> Provided records:
-*-

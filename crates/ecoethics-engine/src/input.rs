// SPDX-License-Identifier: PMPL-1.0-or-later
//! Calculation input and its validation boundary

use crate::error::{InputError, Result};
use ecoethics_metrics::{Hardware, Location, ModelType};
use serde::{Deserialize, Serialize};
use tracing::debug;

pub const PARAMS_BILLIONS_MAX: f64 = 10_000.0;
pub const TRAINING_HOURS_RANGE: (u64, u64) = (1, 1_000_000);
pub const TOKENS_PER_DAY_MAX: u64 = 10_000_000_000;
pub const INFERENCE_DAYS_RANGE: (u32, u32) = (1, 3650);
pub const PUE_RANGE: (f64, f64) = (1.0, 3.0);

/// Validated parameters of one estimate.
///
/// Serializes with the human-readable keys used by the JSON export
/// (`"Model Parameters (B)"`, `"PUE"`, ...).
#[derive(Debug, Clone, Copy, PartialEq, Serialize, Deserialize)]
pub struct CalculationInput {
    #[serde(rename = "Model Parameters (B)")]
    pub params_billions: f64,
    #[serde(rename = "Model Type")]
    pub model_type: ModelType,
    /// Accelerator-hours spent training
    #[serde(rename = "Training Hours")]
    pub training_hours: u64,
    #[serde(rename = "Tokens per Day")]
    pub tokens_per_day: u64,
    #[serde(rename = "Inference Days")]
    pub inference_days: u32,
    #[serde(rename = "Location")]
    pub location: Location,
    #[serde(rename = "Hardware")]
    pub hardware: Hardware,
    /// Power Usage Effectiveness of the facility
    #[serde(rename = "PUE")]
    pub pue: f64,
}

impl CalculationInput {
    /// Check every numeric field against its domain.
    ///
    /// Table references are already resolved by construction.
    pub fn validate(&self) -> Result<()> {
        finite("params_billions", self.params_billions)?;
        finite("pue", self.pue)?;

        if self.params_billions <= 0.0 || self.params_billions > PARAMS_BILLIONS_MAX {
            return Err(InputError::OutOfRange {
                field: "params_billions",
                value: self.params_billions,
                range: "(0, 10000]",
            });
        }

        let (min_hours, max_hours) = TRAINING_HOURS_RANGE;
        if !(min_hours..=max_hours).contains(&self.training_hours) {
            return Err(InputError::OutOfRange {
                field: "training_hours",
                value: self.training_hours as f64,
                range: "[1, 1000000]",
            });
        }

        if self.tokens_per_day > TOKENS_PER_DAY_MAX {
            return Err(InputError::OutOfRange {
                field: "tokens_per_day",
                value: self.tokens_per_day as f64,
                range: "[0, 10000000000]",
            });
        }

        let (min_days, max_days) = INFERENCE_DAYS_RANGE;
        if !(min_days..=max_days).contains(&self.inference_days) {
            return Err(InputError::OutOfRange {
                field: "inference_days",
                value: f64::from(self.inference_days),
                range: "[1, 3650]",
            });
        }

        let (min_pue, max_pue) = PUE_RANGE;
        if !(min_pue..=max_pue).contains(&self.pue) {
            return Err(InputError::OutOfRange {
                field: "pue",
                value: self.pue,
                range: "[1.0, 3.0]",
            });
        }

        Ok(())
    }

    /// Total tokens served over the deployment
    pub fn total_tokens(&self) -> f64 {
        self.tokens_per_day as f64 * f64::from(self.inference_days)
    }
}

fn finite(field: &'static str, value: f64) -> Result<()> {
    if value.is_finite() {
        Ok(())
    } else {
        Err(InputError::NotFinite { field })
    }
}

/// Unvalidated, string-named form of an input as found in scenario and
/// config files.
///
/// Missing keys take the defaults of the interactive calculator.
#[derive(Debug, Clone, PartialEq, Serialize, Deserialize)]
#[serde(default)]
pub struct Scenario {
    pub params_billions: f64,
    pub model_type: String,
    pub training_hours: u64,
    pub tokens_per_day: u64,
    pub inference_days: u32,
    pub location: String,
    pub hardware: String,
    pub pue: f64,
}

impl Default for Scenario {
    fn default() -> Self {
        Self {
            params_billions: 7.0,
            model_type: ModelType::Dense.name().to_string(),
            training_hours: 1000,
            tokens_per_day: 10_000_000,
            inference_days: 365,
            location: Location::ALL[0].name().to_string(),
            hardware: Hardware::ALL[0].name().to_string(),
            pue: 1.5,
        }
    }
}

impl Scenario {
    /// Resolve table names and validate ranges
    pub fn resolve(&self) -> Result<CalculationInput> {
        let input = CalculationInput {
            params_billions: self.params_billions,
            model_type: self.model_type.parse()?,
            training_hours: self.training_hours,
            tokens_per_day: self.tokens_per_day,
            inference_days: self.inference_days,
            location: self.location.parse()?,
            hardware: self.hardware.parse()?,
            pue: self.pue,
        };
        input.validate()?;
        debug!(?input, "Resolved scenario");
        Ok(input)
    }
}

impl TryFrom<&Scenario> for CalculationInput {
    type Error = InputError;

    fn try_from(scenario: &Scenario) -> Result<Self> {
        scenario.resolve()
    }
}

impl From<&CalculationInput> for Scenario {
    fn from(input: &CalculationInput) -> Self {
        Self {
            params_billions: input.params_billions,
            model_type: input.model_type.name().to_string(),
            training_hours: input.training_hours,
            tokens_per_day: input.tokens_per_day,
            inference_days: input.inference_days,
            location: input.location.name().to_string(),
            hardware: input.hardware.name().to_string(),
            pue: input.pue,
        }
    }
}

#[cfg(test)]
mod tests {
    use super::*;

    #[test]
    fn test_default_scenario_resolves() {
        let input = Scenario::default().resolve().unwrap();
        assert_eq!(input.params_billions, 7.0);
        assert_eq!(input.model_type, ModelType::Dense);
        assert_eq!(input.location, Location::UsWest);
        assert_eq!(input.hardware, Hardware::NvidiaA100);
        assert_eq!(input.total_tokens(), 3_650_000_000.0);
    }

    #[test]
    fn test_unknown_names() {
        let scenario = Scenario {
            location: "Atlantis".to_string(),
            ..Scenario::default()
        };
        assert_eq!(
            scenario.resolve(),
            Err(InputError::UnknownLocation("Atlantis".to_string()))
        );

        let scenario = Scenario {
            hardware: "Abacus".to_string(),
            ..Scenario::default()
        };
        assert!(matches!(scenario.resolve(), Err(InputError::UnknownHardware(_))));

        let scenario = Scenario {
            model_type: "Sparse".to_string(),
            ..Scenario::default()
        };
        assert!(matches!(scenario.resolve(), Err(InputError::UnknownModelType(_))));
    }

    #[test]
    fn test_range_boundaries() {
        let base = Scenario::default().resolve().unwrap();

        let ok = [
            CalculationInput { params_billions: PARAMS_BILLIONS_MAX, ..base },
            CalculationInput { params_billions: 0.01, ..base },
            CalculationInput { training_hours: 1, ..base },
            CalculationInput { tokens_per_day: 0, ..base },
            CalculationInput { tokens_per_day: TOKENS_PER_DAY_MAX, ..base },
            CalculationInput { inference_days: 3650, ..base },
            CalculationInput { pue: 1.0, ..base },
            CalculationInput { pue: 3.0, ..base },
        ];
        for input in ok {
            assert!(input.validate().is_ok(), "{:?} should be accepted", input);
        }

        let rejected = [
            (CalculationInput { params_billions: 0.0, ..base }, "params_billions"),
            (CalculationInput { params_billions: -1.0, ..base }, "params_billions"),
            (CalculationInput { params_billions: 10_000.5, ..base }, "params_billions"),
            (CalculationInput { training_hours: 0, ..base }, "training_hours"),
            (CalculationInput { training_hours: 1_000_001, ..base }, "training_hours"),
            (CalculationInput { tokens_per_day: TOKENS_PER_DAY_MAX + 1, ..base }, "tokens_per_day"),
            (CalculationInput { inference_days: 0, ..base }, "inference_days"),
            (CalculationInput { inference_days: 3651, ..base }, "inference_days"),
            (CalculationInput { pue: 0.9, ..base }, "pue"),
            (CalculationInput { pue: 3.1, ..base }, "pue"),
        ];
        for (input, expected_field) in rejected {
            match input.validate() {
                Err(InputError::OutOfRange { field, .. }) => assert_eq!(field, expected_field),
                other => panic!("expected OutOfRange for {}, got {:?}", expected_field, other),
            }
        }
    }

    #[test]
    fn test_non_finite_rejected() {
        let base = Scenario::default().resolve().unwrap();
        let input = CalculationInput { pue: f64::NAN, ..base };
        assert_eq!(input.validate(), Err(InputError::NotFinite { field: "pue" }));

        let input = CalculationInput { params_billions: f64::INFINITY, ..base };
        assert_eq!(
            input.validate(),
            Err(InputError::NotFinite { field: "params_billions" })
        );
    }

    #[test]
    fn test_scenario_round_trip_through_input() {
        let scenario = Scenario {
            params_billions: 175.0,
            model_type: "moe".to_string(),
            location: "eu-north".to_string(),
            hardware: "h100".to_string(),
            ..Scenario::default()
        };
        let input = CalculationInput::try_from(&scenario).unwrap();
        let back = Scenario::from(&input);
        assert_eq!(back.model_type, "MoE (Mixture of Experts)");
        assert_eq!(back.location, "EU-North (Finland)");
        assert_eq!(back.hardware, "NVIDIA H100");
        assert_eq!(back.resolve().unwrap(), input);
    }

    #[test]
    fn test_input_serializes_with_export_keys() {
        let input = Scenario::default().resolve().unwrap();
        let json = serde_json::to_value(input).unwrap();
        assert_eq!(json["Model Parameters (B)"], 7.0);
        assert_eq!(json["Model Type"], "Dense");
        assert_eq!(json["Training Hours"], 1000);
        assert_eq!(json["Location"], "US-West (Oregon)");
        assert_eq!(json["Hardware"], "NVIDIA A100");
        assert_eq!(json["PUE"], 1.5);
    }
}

-*-

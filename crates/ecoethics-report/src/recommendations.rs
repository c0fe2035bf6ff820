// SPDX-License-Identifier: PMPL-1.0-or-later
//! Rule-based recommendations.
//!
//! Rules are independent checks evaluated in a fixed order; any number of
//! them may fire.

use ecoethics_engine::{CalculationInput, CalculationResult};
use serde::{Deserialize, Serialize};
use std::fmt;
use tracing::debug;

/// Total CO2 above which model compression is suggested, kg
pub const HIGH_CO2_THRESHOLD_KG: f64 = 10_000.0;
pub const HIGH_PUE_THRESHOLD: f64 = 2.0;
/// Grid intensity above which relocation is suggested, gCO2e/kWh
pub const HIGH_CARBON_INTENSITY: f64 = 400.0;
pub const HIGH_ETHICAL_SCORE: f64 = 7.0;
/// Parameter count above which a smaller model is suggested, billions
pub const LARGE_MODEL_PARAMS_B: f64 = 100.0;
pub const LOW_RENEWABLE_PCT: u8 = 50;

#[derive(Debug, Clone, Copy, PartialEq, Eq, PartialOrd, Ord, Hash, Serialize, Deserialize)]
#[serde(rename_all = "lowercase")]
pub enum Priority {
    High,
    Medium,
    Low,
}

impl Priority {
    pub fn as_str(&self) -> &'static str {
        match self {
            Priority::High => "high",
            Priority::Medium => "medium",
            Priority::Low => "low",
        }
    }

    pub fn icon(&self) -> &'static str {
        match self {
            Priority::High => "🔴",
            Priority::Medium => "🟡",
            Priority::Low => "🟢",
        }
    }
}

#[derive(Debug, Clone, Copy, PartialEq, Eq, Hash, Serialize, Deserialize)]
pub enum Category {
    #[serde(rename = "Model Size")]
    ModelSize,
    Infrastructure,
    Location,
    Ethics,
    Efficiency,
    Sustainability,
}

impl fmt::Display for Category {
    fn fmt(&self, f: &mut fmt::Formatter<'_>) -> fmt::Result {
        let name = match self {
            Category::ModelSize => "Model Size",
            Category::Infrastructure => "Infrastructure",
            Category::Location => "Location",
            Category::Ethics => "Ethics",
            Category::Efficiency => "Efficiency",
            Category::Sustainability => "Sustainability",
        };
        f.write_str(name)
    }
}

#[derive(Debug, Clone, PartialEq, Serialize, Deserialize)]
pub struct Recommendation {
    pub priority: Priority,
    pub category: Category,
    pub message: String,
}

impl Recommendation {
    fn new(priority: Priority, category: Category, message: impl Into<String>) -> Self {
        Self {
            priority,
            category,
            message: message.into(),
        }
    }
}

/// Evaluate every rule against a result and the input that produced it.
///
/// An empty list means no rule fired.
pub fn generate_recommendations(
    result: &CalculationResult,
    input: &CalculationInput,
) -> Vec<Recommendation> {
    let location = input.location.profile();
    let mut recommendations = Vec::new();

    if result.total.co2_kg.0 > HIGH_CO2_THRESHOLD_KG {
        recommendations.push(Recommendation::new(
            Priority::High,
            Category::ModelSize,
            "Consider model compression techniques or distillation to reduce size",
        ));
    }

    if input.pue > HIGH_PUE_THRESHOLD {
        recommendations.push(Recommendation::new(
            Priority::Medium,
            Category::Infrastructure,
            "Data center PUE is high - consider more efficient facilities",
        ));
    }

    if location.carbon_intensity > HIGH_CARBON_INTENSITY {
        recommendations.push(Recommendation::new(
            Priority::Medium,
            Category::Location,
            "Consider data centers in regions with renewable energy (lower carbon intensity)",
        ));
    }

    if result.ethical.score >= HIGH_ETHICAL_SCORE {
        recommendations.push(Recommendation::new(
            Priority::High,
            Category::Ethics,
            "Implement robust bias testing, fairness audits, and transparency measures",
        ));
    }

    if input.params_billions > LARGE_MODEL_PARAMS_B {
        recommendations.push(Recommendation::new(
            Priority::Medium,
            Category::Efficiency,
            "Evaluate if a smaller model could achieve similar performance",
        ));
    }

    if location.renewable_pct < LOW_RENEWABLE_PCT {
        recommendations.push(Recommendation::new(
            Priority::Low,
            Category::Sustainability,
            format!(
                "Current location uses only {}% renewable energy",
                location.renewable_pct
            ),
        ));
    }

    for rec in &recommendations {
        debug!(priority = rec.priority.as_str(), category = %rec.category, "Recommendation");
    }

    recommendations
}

-*-

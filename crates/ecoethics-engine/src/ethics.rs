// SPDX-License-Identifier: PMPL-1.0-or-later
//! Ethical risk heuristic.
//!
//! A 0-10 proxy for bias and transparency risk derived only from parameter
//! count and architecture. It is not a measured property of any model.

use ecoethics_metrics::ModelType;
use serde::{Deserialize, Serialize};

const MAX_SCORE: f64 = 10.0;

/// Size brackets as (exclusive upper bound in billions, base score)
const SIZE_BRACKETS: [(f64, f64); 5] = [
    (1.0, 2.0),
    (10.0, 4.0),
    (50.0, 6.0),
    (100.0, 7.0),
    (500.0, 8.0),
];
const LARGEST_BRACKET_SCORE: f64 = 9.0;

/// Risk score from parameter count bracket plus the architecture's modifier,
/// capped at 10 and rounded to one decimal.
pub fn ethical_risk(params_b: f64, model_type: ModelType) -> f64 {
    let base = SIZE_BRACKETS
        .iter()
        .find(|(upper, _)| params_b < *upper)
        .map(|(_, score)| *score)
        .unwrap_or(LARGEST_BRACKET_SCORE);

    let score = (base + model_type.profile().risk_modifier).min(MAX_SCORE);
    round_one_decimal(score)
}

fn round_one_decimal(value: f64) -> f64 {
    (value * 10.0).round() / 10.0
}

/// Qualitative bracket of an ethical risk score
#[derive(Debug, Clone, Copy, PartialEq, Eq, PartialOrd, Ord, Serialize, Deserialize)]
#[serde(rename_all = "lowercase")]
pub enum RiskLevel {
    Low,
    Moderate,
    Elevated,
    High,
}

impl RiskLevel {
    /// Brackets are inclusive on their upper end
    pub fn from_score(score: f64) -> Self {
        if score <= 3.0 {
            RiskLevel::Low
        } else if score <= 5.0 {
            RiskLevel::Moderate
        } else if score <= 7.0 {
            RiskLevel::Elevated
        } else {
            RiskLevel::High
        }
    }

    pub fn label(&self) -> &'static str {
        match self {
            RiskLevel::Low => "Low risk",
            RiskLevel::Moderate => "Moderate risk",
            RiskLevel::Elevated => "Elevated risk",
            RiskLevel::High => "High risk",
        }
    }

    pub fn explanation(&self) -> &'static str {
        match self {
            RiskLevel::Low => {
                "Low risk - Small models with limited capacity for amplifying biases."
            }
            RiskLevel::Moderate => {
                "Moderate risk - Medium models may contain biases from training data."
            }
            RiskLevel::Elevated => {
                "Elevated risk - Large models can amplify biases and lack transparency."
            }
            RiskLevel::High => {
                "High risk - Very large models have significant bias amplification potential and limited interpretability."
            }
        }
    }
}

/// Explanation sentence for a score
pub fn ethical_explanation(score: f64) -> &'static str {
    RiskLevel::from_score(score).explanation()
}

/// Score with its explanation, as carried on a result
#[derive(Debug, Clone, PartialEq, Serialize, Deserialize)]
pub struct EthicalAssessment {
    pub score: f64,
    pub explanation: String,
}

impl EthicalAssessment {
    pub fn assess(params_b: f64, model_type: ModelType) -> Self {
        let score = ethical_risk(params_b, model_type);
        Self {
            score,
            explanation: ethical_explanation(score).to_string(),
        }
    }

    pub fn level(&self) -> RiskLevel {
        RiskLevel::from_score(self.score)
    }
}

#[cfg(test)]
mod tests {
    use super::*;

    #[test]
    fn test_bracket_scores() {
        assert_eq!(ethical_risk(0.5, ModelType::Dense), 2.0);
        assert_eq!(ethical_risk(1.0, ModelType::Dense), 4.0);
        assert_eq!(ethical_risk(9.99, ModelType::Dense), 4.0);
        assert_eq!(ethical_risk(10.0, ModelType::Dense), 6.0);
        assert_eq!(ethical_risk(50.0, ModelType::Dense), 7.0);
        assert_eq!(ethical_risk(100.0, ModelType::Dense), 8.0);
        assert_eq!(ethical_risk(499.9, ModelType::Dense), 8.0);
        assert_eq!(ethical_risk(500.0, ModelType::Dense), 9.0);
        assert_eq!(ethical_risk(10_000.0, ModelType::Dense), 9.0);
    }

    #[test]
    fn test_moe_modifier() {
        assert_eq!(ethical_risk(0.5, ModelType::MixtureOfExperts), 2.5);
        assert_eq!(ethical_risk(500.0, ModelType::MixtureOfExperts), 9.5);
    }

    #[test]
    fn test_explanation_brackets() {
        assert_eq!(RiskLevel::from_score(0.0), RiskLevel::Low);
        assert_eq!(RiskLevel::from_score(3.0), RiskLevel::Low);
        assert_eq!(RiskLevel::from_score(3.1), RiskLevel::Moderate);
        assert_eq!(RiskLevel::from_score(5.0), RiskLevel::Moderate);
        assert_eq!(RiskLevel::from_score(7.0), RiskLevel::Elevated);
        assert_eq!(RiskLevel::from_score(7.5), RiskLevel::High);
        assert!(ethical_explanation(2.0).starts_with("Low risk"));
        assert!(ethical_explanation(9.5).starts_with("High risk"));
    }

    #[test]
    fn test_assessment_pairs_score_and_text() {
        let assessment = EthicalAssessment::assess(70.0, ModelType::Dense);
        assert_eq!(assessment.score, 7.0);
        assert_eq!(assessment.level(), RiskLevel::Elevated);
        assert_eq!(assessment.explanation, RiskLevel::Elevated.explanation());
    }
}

-*-

The word "architecture" may occur in lines of the data above; say how many lines hold it, giving only the number.

> Written answer: 2